The required output is every entry, printed exactly as written.
(Beginning of Dataset records)
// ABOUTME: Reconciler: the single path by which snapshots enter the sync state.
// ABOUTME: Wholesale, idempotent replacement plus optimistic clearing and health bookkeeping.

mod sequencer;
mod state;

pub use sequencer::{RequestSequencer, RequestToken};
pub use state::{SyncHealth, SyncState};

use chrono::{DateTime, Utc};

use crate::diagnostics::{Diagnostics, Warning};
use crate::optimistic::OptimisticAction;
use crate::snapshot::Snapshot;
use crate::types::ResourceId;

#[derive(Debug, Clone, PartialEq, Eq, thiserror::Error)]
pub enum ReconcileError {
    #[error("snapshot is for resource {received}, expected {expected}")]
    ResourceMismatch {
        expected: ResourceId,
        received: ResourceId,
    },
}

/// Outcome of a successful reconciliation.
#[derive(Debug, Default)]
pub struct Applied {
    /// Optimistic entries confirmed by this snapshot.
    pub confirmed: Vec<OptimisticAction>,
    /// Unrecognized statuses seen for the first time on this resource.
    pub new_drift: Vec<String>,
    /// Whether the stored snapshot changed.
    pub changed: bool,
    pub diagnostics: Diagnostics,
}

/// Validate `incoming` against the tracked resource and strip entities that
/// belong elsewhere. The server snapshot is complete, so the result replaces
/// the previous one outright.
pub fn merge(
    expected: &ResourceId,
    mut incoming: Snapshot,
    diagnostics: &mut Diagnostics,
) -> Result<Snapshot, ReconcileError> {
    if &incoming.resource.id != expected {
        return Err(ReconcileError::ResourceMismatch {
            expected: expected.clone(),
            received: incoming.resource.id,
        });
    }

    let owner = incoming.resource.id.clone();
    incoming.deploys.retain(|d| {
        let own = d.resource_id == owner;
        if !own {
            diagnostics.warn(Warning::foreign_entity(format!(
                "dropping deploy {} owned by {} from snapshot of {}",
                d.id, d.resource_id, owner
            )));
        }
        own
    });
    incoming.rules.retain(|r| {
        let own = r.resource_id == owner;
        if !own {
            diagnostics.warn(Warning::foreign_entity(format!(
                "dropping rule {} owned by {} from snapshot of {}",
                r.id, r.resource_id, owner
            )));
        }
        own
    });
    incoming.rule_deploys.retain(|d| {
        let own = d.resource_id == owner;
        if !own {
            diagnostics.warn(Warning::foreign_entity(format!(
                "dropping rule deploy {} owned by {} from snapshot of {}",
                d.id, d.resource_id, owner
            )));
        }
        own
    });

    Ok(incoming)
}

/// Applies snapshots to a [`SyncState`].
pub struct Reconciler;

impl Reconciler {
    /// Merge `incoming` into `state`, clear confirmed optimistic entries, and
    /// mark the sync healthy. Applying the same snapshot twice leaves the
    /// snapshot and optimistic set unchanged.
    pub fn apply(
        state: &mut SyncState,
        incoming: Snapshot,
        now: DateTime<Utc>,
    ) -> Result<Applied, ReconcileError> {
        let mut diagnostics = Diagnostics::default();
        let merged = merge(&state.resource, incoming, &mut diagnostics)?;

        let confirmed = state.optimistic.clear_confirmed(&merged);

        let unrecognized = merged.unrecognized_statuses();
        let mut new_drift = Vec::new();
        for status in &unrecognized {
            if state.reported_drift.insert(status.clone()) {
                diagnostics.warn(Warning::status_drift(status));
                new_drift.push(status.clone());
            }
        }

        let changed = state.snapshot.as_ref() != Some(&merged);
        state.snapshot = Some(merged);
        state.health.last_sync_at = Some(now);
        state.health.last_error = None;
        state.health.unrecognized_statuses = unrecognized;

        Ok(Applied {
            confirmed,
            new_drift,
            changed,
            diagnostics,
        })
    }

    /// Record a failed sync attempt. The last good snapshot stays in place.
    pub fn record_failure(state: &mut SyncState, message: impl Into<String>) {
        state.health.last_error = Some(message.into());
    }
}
(End of Dataset records)
- [Response box]
// ABOUTME: Reconciler: the single path by which snapshots enter the sync state.
// ABOUTME: Wholesale, idempotent replacement plus optimistic clearing and health bookkeeping.

mod sequencer;
mod state;

pub use sequencer::{RequestSequencer, RequestToken};
pub use state::{SyncHealth, SyncState};

use chrono::{DateTime, Utc};

use crate::diagnostics::{Diagnostics, Warning};
use crate::optimistic::OptimisticAction;
use crate::snapshot::Snapshot;
use crate::types::ResourceId;

#[derive(Debug, Clone, PartialEq, Eq, thiserror::Error)]
pub enum ReconcileError {
    #[error("snapshot is for resource {received}, expected {expected}")]
    ResourceMismatch {
        expected: ResourceId,
        received: ResourceId,
    },
}

/// Outcome of a successful reconciliation.
#[derive(Debug, Default)]
pub struct Applied {
    /// Optimistic entries confirmed by this snapshot.
    pub confirmed: Vec<OptimisticAction>,
    /// Unrecognized statuses seen for the first time on this resource.
    pub new_drift: Vec<String>,
    /// Whether the stored snapshot changed.
    pub changed: bool,
    pub diagnostics: Diagnostics,
}

/// Validate `incoming` against the tracked resource and strip entities that
/// belong elsewhere. The server snapshot is complete, so the result replaces
/// the previous one outright.
pub fn merge(
    expected: &ResourceId,
    mut incoming: Snapshot,
    diagnostics: &mut Diagnostics,
) -> Result<Snapshot, ReconcileError> {
    if &incoming.resource.id != expected {
        return Err(ReconcileError::ResourceMismatch {
            expected: expected.clone(),
            received: incoming.resource.id,
        });
    }

    let owner = incoming.resource.id.clone();
    incoming.deploys.retain(|d| {
        let own = d.resource_id == owner;
        if !own {
            diagnostics.warn(Warning::foreign_entity(format!(
                "dropping deploy {} owned by {} from snapshot of {}",
                d.id, d.resource_id, owner
            )));
        }
        own
    });
    incoming.rules.retain(|r| {
        let own = r.resource_id == owner;
        if !own {
            diagnostics.warn(Warning::foreign_entity(format!(
                "dropping rule {} owned by {} from snapshot of {}",
                r.id, r.resource_id, owner
            )));
        }
        own
    });
    incoming.rule_deploys.retain(|d| {
        let own = d.resource_id == owner;
        if !own {
            diagnostics.warn(Warning::foreign_entity(format!(
                "dropping rule deploy {} owned by {} from snapshot of {}",
                d.id, d.resource_id, owner
            )));
        }
        own
    });

    Ok(incoming)
}

/// Applies snapshots to a [`SyncState`].
pub struct Reconciler;

impl Reconciler {
    /// Merge `incoming` into `state`, clear confirmed optimistic entries, and
    /// mark the sync healthy. Applying the same snapshot twice leaves the
    /// snapshot and optimistic set unchanged.
    pub fn apply(
        state: &mut SyncState,
        incoming: Snapshot,
        now: DateTime<Utc>,
    ) -> Result<Applied, ReconcileError> {
        let mut diagnostics = Diagnostics::default();
        let merged = merge(&state.resource, incoming, &mut diagnostics)?;

        let confirmed = state.optimistic.clear_confirmed(&merged);

        let unrecognized = merged.unrecognized_statuses();
        let mut new_drift = Vec::new();
        for status in &unrecognized {
            if state.reported_drift.insert(status.clone()) {
                diagnostics.warn(Warning::status_drift(status));
                new_drift.push(status.clone());
            }
        }

        let changed = state.snapshot.as_ref() != Some(&merged);
        state.snapshot = Some(merged);
        state.health.last_sync_at = Some(now);
        state.health.last_error = None;
        state.health.unrecognized_statuses = unrecognized;

        Ok(Applied {
            confirmed,
            new_drift,
            changed,
            diagnostics,
        })
    }

    /// Record a failed sync attempt. The last good snapshot stays in place.
    pub fn record_failure(state: &mut SyncState, message: impl Into<String>) {
        state.health.last_error = Some(message.into());
    }
}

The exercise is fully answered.